◆ Exercise objective:
Your job with the data below is to output exactly the lines from the one holding "uppercase, dashes stripped" down to the one holding "let candidate = hash(code);", both included, and no others.

* * * * * * *

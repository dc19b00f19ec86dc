//! MFA backup codes
//!
//! Ten single-use recovery codes, eight characters each, drawn from an
//! alphabet without the ambiguous 0/O/1/I glyphs and displayed as
//! `XXXX-XXXX`. Only SHA-256 digests of the normalized form are stored;
//! verification is constant-time over the full stored set and removes
//! the matched digest.

use rand::{rngs::OsRng, Rng};
use sha2::{Digest, Sha256};
use subtle::ConstantTimeEq;

/// Number of codes issued per set
pub const CODE_COUNT: usize = 10;

/// Code length excluding the display dash
pub const CODE_LEN: usize = 8;

/// Unambiguous code alphabet (no 0/O/1/I)
const ALPHABET: &[u8; 32] = b"23456789ABCDEFGHJKLMNPQRSTUVWXYZ";

/// A freshly generated set of backup codes
///
/// `codes` is shown to the user exactly once; `hashes` is what gets
/// persisted.
#[derive(Debug, Clone)]
pub struct BackupCodeSet {
    pub codes: Vec<String>,
    pub hashes: Vec<String>,
}

/// Generate a full set of display codes and their stored digests
pub fn generate() -> BackupCodeSet {
    let mut rng = OsRng;
    let mut codes = Vec::with_capacity(CODE_COUNT);
    let mut hashes = Vec::with_capacity(CODE_COUNT);

    for _ in 0..CODE_COUNT {
        let mut raw = String::with_capacity(CODE_LEN);
        for _ in 0..CODE_LEN {
            let idx = rng.gen_range(0..ALPHABET.len());
            raw.push(ALPHABET[idx] as char);
        }
        hashes.push(hash(&raw));
        codes.push(format!("{}-{}", &raw[..4], &raw[4..]));
    }

    BackupCodeSet { codes, hashes }
}

/// Normalize a user-entered code: uppercase, dashes stripped
pub fn normalize(code: &str) -> String {
    code.chars()
        .filter(|c| *c != '-')
        .map(|c| c.to_ascii_uppercase())
        .collect()
}

/// Hex-encoded SHA-256 of the normalized code
pub fn hash(code: &str) -> String {
    let digest = Sha256::digest(normalize(code).as_bytes());
    hex_encode(&digest)
}

/// Verify a candidate code against the stored digests
///
/// Scans the whole set without early exit and compares each digest in
/// constant time. Returns the index of the matched digest so the caller
/// can remove it (codes are single-use).
pub fn verify(code: &str, stored_hashes: &[String]) -> Option<usize> {
    let candidate = hash(code);
    let candidate_bytes = candidate.as_bytes();

    let mut matched: Option<usize> = None;
    for (idx, stored) in stored_hashes.iter().enumerate() {
        let equal: bool = stored.as_bytes().ct_eq(candidate_bytes).into();
        if equal && matched.is_none() {
            matched = Some(idx);
        }
    }
    matched
}

fn hex_encode(bytes: &[u8]) -> String {
    let mut out = String::with_capacity(bytes.len() * 2);
    for byte in bytes {
        out.push_str(&format!("{byte:02x}"));
    }
    out
}

#[cfg(test)]
mod tests {
    use super::*;

    #[test]
    fn test_generated_set_shape() {
        let set = generate();
        assert_eq!(set.codes.len(), CODE_COUNT);
        assert_eq!(set.hashes.len(), CODE_COUNT);

        for code in &set.codes {
            assert_eq!(code.len(), CODE_LEN + 1);
            assert_eq!(code.chars().nth(4), Some('-'));
            for c in code.chars().filter(|c| *c != '-') {
                assert!(ALPHABET.contains(&(c as u8)), "unexpected char {c}");
            }
        }
    }

    #[test]
    fn test_normalize() {
        assert_eq!(normalize("abcd-efgh"), "ABCDEFGH");
        assert_eq!(normalize("ABCDEFGH"), "ABCDEFGH");
    }

    #[test]
    fn test_verify_accepts_display_and_raw_forms() {
        let set = generate();
        let code = &set.codes[3];

        assert_eq!(verify(code, &set.hashes), Some(3));
        assert_eq!(verify(&normalize(code), &set.hashes), Some(3));
        assert_eq!(verify(&code.to_lowercase(), &set.hashes), Some(3));
    }

    #[test]
    fn test_verify_rejects_unknown_code() {
        let set = generate();
        assert_eq!(verify("AAAA-AAAA", &set.hashes), None);
    }

    #[test]
    fn test_code_is_single_use_after_removal() {
        let set = generate();
        let code = set.codes[0].clone();
        let mut hashes = set.hashes.clone();

        let idx = verify(&code, &hashes).expect("code must match");
        hashes.remove(idx);

        assert_eq!(verify(&code, &hashes), None);
    }
}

* * * * * * *

◆ Task response:
/// Normalize a user-entered code: uppercase, dashes stripped
pub fn normalize(code: &str) -> String {
    code.chars()
        .filter(|c| *c != '-')
        .map(|c| c.to_ascii_uppercase())
        .collect()
}

/// Hex-encoded SHA-256 of the normalized code
pub fn hash(code: &str) -> String {
    let digest = Sha256::digest(normalize(code).as_bytes());
    hex_encode(&digest)
}

/// Verify a candidate code against the stored digests
///
/// Scans the whole set without early exit and compares each digest in
/// constant time. Returns the index of the matched digest so the caller
/// can remove it (codes are single-use).
pub fn verify(code: &str, stored_hashes: &[String]) -> Option<usize> {
    let candidate = hash(code);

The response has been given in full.